Entries taken from a collection
>>>>>

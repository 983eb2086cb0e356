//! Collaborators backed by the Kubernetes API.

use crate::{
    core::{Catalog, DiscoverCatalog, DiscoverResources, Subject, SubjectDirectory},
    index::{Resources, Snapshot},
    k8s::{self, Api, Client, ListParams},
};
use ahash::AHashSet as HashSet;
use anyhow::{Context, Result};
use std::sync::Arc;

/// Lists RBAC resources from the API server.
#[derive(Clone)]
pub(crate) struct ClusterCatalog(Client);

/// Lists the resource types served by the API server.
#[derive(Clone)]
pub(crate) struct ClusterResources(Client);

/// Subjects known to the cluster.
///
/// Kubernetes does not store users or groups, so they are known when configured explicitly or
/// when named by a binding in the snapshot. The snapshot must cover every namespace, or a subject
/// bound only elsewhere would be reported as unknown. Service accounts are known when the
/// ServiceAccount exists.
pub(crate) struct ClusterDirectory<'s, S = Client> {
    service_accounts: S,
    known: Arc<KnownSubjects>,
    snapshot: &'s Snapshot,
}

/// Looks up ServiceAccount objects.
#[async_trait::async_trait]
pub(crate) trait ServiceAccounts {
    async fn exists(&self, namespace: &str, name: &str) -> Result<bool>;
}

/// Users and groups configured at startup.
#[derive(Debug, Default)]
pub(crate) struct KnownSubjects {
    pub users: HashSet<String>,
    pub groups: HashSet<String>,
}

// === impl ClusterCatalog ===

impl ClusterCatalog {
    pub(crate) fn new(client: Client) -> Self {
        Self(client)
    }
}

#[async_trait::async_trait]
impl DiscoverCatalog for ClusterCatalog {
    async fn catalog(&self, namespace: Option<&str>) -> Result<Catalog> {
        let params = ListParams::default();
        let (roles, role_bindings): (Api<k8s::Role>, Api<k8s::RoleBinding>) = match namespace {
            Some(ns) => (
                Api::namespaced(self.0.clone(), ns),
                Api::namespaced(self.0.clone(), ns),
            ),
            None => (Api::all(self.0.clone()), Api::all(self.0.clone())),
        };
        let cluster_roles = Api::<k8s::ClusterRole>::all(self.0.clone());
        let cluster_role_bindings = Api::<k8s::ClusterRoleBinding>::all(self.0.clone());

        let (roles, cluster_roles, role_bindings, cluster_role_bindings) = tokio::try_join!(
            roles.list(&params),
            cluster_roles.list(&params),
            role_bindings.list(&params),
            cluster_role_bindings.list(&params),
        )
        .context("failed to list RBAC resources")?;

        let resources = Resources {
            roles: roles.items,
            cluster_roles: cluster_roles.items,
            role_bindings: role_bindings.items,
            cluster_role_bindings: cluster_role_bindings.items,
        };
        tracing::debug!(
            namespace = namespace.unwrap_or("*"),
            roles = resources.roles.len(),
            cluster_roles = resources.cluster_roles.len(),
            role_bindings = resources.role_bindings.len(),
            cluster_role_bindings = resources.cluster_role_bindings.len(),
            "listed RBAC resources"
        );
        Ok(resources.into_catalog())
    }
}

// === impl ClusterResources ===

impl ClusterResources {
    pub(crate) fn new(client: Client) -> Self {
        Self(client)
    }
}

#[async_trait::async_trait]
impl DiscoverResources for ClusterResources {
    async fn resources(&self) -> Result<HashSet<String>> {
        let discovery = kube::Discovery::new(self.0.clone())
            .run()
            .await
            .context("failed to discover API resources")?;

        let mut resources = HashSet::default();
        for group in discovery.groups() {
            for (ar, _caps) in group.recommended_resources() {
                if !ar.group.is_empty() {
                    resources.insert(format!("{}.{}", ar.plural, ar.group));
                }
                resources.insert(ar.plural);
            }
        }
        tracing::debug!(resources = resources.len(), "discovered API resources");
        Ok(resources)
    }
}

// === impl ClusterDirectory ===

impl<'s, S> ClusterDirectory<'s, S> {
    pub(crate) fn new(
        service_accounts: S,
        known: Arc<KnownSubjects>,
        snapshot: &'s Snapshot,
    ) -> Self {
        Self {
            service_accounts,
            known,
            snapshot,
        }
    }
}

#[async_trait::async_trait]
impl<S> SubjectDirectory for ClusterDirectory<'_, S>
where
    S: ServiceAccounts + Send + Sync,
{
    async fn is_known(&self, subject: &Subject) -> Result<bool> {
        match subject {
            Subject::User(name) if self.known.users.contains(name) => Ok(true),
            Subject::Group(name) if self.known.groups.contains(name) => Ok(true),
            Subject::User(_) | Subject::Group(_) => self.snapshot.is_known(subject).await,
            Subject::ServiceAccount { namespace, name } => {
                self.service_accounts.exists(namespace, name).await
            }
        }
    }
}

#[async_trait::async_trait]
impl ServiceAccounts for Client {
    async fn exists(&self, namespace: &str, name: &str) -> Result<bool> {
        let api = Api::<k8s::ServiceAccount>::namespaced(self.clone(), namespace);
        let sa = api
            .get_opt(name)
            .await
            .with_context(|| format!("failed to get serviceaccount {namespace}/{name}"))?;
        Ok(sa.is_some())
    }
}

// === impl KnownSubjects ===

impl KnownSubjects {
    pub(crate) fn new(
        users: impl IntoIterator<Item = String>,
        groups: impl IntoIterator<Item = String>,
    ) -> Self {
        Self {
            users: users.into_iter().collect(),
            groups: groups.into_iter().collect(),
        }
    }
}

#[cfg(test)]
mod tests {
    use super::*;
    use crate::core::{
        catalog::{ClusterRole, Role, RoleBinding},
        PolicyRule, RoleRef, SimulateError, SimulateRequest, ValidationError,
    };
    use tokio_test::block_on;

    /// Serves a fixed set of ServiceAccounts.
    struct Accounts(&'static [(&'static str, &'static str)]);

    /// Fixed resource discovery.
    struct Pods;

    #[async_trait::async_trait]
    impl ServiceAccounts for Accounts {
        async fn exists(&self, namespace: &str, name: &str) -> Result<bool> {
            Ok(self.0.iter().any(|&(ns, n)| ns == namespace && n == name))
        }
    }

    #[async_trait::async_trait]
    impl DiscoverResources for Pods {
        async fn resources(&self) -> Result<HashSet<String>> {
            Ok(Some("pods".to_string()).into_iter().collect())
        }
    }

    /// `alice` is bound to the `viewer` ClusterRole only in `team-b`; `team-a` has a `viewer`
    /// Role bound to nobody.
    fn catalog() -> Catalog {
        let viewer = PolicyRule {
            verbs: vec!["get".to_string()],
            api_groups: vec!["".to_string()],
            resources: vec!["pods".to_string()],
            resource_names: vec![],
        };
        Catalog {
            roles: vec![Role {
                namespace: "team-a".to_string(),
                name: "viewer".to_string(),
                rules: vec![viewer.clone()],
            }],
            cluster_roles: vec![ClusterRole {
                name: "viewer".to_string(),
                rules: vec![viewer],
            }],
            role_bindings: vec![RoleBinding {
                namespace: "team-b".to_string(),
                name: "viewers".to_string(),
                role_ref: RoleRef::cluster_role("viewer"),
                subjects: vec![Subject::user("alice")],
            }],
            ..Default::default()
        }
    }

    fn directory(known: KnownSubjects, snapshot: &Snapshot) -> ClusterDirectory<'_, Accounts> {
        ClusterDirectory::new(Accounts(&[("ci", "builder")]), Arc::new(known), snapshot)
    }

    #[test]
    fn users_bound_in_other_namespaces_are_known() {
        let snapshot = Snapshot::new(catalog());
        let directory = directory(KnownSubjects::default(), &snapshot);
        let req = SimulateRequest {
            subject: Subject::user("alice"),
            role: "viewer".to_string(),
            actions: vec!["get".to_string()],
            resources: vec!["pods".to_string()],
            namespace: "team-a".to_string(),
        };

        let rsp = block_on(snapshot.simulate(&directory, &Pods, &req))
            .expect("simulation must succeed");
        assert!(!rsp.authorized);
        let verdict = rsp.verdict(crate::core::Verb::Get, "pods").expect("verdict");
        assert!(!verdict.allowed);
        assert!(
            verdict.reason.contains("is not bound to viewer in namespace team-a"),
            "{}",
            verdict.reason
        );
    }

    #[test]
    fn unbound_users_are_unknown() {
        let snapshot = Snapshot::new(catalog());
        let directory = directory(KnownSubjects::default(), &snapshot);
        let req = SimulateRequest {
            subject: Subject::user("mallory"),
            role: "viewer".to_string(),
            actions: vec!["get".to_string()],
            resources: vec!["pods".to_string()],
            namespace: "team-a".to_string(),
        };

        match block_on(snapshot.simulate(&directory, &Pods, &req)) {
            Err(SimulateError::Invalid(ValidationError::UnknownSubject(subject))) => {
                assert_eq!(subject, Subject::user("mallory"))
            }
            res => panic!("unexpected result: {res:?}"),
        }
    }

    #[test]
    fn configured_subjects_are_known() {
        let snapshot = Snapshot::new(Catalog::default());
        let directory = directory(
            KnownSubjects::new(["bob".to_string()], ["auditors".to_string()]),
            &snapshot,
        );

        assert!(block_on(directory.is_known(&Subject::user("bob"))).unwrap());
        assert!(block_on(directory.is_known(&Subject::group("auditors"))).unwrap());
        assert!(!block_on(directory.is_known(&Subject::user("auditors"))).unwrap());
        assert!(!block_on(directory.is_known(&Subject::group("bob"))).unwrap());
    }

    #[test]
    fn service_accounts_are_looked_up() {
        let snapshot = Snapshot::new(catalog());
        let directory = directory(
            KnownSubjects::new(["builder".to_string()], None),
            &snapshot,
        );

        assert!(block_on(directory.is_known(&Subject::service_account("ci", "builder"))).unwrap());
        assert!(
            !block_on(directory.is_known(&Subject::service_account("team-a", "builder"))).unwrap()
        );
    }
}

<<<<<

> _Exercise objective_: Exactly as written, please transcribe the lines from the start of the records above to the line that holds "async fn catalog(&self, namespace: Option<&str>)", both ends included.

> _Output for this exercise_:
repository 983eb2086cb0e356
//! Collaborators backed by the Kubernetes API.

use crate::{
    core::{Catalog, DiscoverCatalog, DiscoverResources, Subject, SubjectDirectory},
    index::{Resources, Snapshot},
    k8s::{self, Api, Client, ListParams},
};
use ahash::AHashSet as HashSet;
use anyhow::{Context, Result};
use std::sync::Arc;

/// Lists RBAC resources from the API server.
#[derive(Clone)]
pub(crate) struct ClusterCatalog(Client);

/// Lists the resource types served by the API server.
#[derive(Clone)]
pub(crate) struct ClusterResources(Client);

/// Subjects known to the cluster.
///
/// Kubernetes does not store users or groups, so they are known when configured explicitly or
/// when named by a binding in the snapshot. The snapshot must cover every namespace, or a subject
/// bound only elsewhere would be reported as unknown. Service accounts are known when the
/// ServiceAccount exists.
pub(crate) struct ClusterDirectory<'s, S = Client> {
    service_accounts: S,
    known: Arc<KnownSubjects>,
    snapshot: &'s Snapshot,
}

/// Looks up ServiceAccount objects.
#[async_trait::async_trait]
pub(crate) trait ServiceAccounts {
    async fn exists(&self, namespace: &str, name: &str) -> Result<bool>;
}

/// Users and groups configured at startup.
#[derive(Debug, Default)]
pub(crate) struct KnownSubjects {
    pub users: HashSet<String>,
    pub groups: HashSet<String>,
}

// === impl ClusterCatalog ===

impl ClusterCatalog {
    pub(crate) fn new(client: Client) -> Self {
        Self(client)
    }
}

#[async_trait::async_trait]
impl DiscoverCatalog for ClusterCatalog {
    async fn catalog(&self, namespace: Option<&str>) -> Result<Catalog> {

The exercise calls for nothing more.